Publication | Open Access

Effects of Group-Based Exercise on Range of Motion, Muscle Strength, Functional Ability, and Pain During the Acute Phase After Total Knee Arthroplasty: A Controlled Clinical Trial

13

Citations

31

References

2016

Year

Abstract

Study Design Prospective observational study including a historical control group. Background The extent to which group-based exercise (G-EXE) improves knee range of motion (ROM), quadriceps strength, and gait ability is similar to that of individualized exercise (I-EXE) at 6 weeks and 8 months after total knee arthroplasty (TKA). However, the benefits of G-EXE for patients during the acute recovery phase after TKA remain unclear.
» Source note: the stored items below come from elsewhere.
//! Integration tests for the OSRM source using wiremock.

#![allow(clippy::unwrap_used, clippy::expect_used, clippy::panic)]

use std::sync::Arc;

use chrono::{DateTime, TimeDelta, TimeZone, Utc};
use routecast_core::{Coordinate, MapError, RoutingConfig};
use routecast_maps::{MapService, OsrmSource, Progress};
use wiremock::matchers::{method, path, query_param};
use wiremock::{Mock, MockServer, ResponseTemplate};

fn config(server: &MockServer) -> RoutingConfig {
    RoutingConfig {
        base_url: server.uri(),
        request_timeout_secs: 2,
        ..RoutingConfig::default()
    }
}

fn departure() -> DateTime<Utc> {
    Utc.with_ymd_and_hms(2026, 8, 14, 6, 30, 0).unwrap()
}

fn bern() -> Coordinate {
    Coordinate::new(46.948, 7.447).unwrap()
}

fn thun() -> Coordinate {
    Coordinate::new(46.758, 7.628).unwrap()
}

const ROUTE_PATH: &str = "/route/v1/driving/7.447,46.948;7.628,46.758";

#[tokio::test]
async fn test_route_from_annotated_response() {
    let server = MockServer::start().await;

    Mock::given(method("GET"))
        .and(path(ROUTE_PATH))
        .and(query_param("overview", "full"))
        .and(query_param("geometries", "geojson"))
        .respond_with(ResponseTemplate::new(200).set_body_json(serde_json::json!({
            "code": "Ok",
            "routes": [{
                "distance": 30000.0,
                "duration": 1500.0,
                "geometry": {
                    "type": "LineString",
                    "coordinates": [[7.447, 46.948], [7.53, 46.85], [7.628, 46.758]]
                },
                "legs": [{
                    "annotation": {
                        "distance": [14000.0, 16000.0],
                        "duration": [600.0, 900.0]
                    }
                }]
            }],
            "waypoints": []
        })))
        .expect(1)
        .mount(&server)
        .await;

    let service = MapService::new(Arc::new(OsrmSource::new(&config(&server)).unwrap()));
    let route = service.resolve_route(bern(), thun(), departure()).await.unwrap();

    assert_eq!(route.points().len(), 3);
    assert_eq!(route.total_distance_m(), 30000.0);
    assert_eq!(route.origin().eta, departure());
    assert_eq!(route.destination().eta, departure() + TimeDelta::seconds(1500));

    let p = service
        .point_at_progress(&route, Progress::Distance(21000.0))
        .unwrap();
    // 7 km into a 16 km / 900 s edge
    let expected = departure() + TimeDelta::seconds(600) + TimeDelta::milliseconds(393_750);
    assert_eq!(p.eta, expected);
}

#[tokio::test]
async fn test_no_route_code_is_unavailable() {
    let server = MockServer::start().await;

    Mock::given(method("GET"))
        .and(path(ROUTE_PATH))
        .respond_with(ResponseTemplate::new(400).set_body_json(serde_json::json!({
            "code": "NoRoute",
            "message": "Impossible route between points"
        })))
        .mount(&server)
        .await;

    let service = MapService::new(Arc::new(OsrmSource::new(&config(&server)).unwrap()));
    let err = service.resolve_route(bern(), thun(), departure()).await.unwrap_err();

    assert!(matches!(err, MapError::RouteUnavailable(ref m) if m.contains("NoRoute")));
}

#[tokio::test]
async fn test_server_error_is_unavailable() {
    let server = MockServer::start().await;

    Mock::given(method("GET"))
        .and(path(ROUTE_PATH))
        .respond_with(ResponseTemplate::new(502).set_body_string("Bad Gateway"))
        .mount(&server)
        .await;

    let service = MapService::new(Arc::new(OsrmSource::new(&config(&server)).unwrap()));
    let err = service.resolve_route(bern(), thun(), departure()).await.unwrap_err();

    assert!(matches!(err, MapError::RouteUnavailable(ref m) if m.contains("502")));
}

#[tokio::test]
async fn test_empty_routes_is_unavailable() {
    let server = MockServer::start().await;

    Mock::given(method("GET"))
        .and(path(ROUTE_PATH))
        .respond_with(ResponseTemplate::new(200).set_body_json(serde_json::json!({
            "code": "Ok",
            "routes": []
        })))
        .mount(&server)
        .await;

    let source = OsrmSource::new(&config(&server)).unwrap();
    let service = MapService::new(Arc::new(source));
    let err = service.resolve_route(bern(), thun(), departure()).await.unwrap_err();

    assert!(matches!(err, MapError::RouteUnavailable(_)));
}
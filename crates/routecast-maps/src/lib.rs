//! Routing for Routecast
//!
//! Resolves origin/destination pairs into validated routes with cumulative
//! distance and ETA per point, via OSRM or a straight-line fallback.

pub mod provider;
pub mod service;
pub mod types;

pub use provider::{DirectSource, OsrmSource, RouteSource};
pub use service::MapService;
pub use types::{Progress, Route, RoutePoint};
Objective To determine the effects of G-EXE during the acute recovery phase after TKA on knee ROM, quadriceps strength, functional ability, and knee pain. Methods Two hundred thirty-one patients participated in G-EXE in addition to regular ambulation and activities-of-daily-living exercises twice daily during the hospital stay. Outcomes were compared to those of a retrospectively identified, historical control group (I-EXE group [n = 206]) that included patients who performed exercises identical to those performed by the G-EXE group. The outcomes included knee ROM, quadriceps strength, pain intensity, and timed up-and-go test score at 1 month before surgery and at discharge. Analyses were adjusted for age, body mass index, sex, length of hospital stay, and preoperative values. Results Changes in ROM of knee flexion and extension (P<.001) and quadriceps strength (P<.001) were significantly better in the G-EXE group than those in the I-EXE group at discharge. The pain intensity improved more in the G-EXE group than in the I-EXE group at discharge (P<.001). However, the changes in the timed up-and-go scores were not significantly different. Conclusion Patients performing G-EXE in addition to regular ambulation and activities-of-daily-living exercises demonstrated greater changes in knee ROM, quadriceps strength, and knee pain than those performing I-EXE in addition to regular ambulation and activities-of-daily-living exercises. The nonrandomized, asynchronous design decreases certainty of these findings. Level of Evidence Therapy, level 2b. J Orthop Sports Phys Ther 2016;46(9):742-748. Epub 5 Aug 2016. doi:10.2519/jospt.2016.6409.